In 2015, Igarashi joined Catapult as a founder and magazine editor a few months before its launch in September. It published books, uploaded online content daily, hosted workshops for writers, and facilitated internet community through various programs. In 2016, Catapult merged with Counterpoint and Soft Skull Press. As editor-in-chief, Igarashi became Soft Skull Press' sole editor. In the early 2000s, during her time in college, Igarashi had been a fan of Soft Skull Press. Upon her assumption of leadership there, Igarashi wanted to make use of her position to return to the press' identity as a "staple of the punk underground Lower East Side" from its earlier days by reprinting authors like Eileen Myles and Lynne Tillman and soliciting work from similar lineages of literature.
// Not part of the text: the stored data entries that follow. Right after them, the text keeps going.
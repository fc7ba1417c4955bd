//! Capability matrix: role lookup, per-request authorization and rate-limit evaluation

use super::permissions::{any_matches, permission_matches};
use super::roles::default_capabilities;
use super::types::{AuthorizationDecision, RateLimitDecision, RoleCapability, UsageSnapshot};
use crate::auth::user::AuthenticatedUser;
use crate::config::RolesConfig;
use crate::utils::error::{GatewayError, Result};
use chrono::Duration;
use std::collections::HashMap;
use tracing::{debug, info};

/// Read-only after construction; shared without synchronization
#[derive(Debug, Clone)]
pub struct CapabilityMatrix {
    roles: HashMap<String, RoleCapability>,
    default: RoleCapability,
}

impl CapabilityMatrix {
    /// Build the matrix. `default_role` must name one of `capabilities`.
    pub fn new(capabilities: Vec<RoleCapability>, default_role: &str) -> Result<Self> {
        let roles: HashMap<String, RoleCapability> = capabilities
            .into_iter()
            .map(|c| (c.name.clone(), c))
            .collect();

        let default = roles.get(default_role).cloned().ok_or_else(|| {
            GatewayError::config(format!("Default role '{}' is not defined", default_role))
        })?;

        info!(roles = roles.len(), default_role, "Capability matrix loaded");
        Ok(Self { roles, default })
    }

    /// Built-in roles unless the configuration supplies its own
    pub fn from_config(config: &RolesConfig) -> Result<Self> {
        let capabilities = if config.capabilities.is_empty() {
            default_capabilities()
        } else {
            config.capabilities.clone()
        };
        Self::new(capabilities, &config.default_role)
    }

    /// Pure lookup; unknown roles get the default (most restrictive) capability
    pub fn resolve_capability(&self, role: &str) -> &RoleCapability {
        match self.roles.get(role) {
            Some(capability) => capability,
            None => {
                debug!(role, fallback = %self.default.name, "Unknown role, using default");
                &self.default
            }
        }
    }

    /// Model, then feature, then token ceiling. The first failing check decides the reason.
    pub fn authorize(
        &self,
        user: &AuthenticatedUser,
        model: &str,
        tokens_requested: u32,
        feature: &str,
    ) -> AuthorizationDecision {
        let capability = self.resolve_capability(&user.role);

        if !any_matches(&capability.allowed_models, model) {
            return AuthorizationDecision::Denied {
                reason: format!(
                    "Role '{}' is not allowed to use model '{}'",
                    capability.name, model
                ),
            };
        }

        if !any_matches(&capability.features, feature) {
            return AuthorizationDecision::Denied {
                reason: format!(
                    "Role '{}' does not have access to feature '{}'",
                    capability.name, feature
                ),
            };
        }

        if tokens_requested > capability.max_tokens_per_request {
            return AuthorizationDecision::Denied {
                reason: format!(
                    "Requested {} tokens exceeds the limit of {} for role '{}'",
                    tokens_requested, capability.max_tokens_per_request, capability.name
                ),
            };
        }

        AuthorizationDecision::Allowed
    }

    /// Compare already-counted usage against the capability's limits. Does not count anything.
    pub fn check_rate_limit(
        &self,
        capability: &RoleCapability,
        usage: &UsageSnapshot,
    ) -> RateLimitDecision {
        self.check_rate_limit_for(capability, usage, 0)
    }

    /// Like [`check_rate_limit`](Self::check_rate_limit), but also rejects a request whose
    /// `tokens_requested` would carry the window past the token limit.
    pub fn check_rate_limit_for(
        &self,
        capability: &RoleCapability,
        usage: &UsageSnapshot,
        tokens_requested: u64,
    ) -> RateLimitDecision {
        let reset_time = usage.window_start + Duration::seconds(60);
        let limits = capability.rate_limit;

        if usage.requests >= limits.requests_per_minute {
            return RateLimitDecision::Limited {
                reason: format!(
                    "Request rate limit exceeded: {} requests per minute",
                    limits.requests_per_minute
                ),
                reset_time,
            };
        }

        if usage.tokens >= limits.tokens_per_minute
            || usage.tokens.saturating_add(tokens_requested) > limits.tokens_per_minute
        {
            return RateLimitDecision::Limited {
                reason: format!(
                    "Token rate limit exceeded: {} tokens per minute",
                    limits.tokens_per_minute
                ),
                reset_time,
            };
        }

        RateLimitDecision::Allowed
    }

    pub fn has_permission(&self, role: &str, permission: &str) -> bool {
        self.resolve_capability(role)
            .permissions
            .iter()
            .any(|granted| permission_matches(granted, permission))
    }

    pub fn roles(&self) -> impl Iterator<Item = &RoleCapability> {
        self.roles.values()
    }
}
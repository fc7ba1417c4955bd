//! Stream normalizer shared by all adapters

use super::buffer::{ChunkBuffer, UsageAccumulator};
use super::types::{StreamEvent, StreamingConfig};
use crate::core::providers::unified_provider::ProviderError;
use crate::core::types::{ChunkStream, FinishReason, ResponseChunk, StreamSummary};
use futures::{Stream, StreamExt};
use tokio::time::{Instant, timeout_at};
use tracing::{debug, warn};

/// Turn decoded backend events into the normalized chunk stream.
///
/// The result yields buffered `Content` chunks followed by exactly one `Done`. A backend
/// stream that ends without a finish reason, or does not finish before the deadline,
/// terminates with [`FinishReason::Incomplete`]. A backend error flushes buffered text and
/// is yielded as the last item, in which case no `Done` follows.
pub fn normalize<S>(events: S, model: impl Into<String>, config: StreamingConfig) -> ChunkStream
where
    S: Stream<Item = Result<StreamEvent, ProviderError>> + Send + 'static,
{
    let requested_model = model.into();
    let deadline = Instant::now() + config.timeout;

    let stream = async_stream::stream! {
        let mut events = Box::pin(events);
        let mut buffer = ChunkBuffer::new(config.buffer_size);
        let mut usage = UsageAccumulator::default();
        let mut model = requested_model;
        let mut finish: Option<FinishReason> = None;
        let mut timed_out = false;

        loop {
            let next = match timeout_at(deadline, events.next()).await {
                Ok(next) => next,
                Err(_) => {
                    timed_out = true;
                    break;
                }
            };

            match next {
                None => break,
                Some(Ok(StreamEvent::Text(text))) => {
                    if let Some(chunk) = buffer.push(&text) {
                        yield Ok(ResponseChunk::Content(chunk));
                    }
                }
                Some(Ok(StreamEvent::Model(reported))) => model = reported,
                Some(Ok(StreamEvent::PromptTokens(n))) => usage.set_prompt(n),
                Some(Ok(StreamEvent::CompletionTokens(n))) => usage.set_completion(n),
                Some(Ok(StreamEvent::Usage(u))) => usage.set(u),
                Some(Ok(StreamEvent::Finish(reason))) => finish = Some(reason),
                Some(Err(e)) => {
                    if let Some(rest) = buffer.flush() {
                        yield Ok(ResponseChunk::Content(rest));
                    }
                    yield Err(e);
                    return;
                }
            }
        }

        if let Some(rest) = buffer.flush() {
            yield Ok(ResponseChunk::Content(rest));
        }

        let finish_reason = if timed_out {
            warn!(model = %model, "Stream did not finish before its deadline");
            FinishReason::Incomplete
        } else {
            finish.unwrap_or_else(|| {
                debug!(model = %model, "Stream ended without a finish reason");
                FinishReason::Incomplete
            })
        };

        yield Ok(ResponseChunk::Done(StreamSummary {
            model,
            finish_reason,
            usage: usage.usage(),
        }));
    };

    Box::pin(stream)
}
In 2023, Catapult announced that it would be shutting down its magazine and workshop arms in order to focus exclusively on book publishing in its own imprint as well as Counterpoint and Soft Skull Press.

From 2017 to 2022, Igarashi series-edited the annual anthology, The Best Debut Short Stories, which is a collaboration between PEN America, Catapult Books, and the guest judges brought on to read and select from each year's pool of submissions. The first edition, in 2017, had guest judges Kelly Link, Nina McConigley, and Marie-Helene Bertino. Several installments of the series have been featured in Bustle, Bookriot, and other publications.

In 2021, Igarashi left Soft Skull Press and was hired by Graywolf Press as an executive editor. Upon her hiring, longtime publisher Fiona McCrae remarked, "Yuka has been something of a trail blazer in founding Catapult magazine, as well as in her work championing new voices there and at Granta and Soft Skull Press". Since then, Igarashi has acquired and edited numerous works including those by Tsitsi Dangarembga, Shannon Sanders, and Yang Shuang-zi with translator Lin King. Her very first acquisition was Life is Everywhere by Lucy Ives.

Igarashi has been featured in interviews and pieces by Poets & Writers, Epiphany, PEN America, and others.

== Other ==
In a 2021 piece for the New Yorker, Andrea Long Chu speculated that the character Kay, in Tao Lin's novel Leave Society, was based on Igarashi.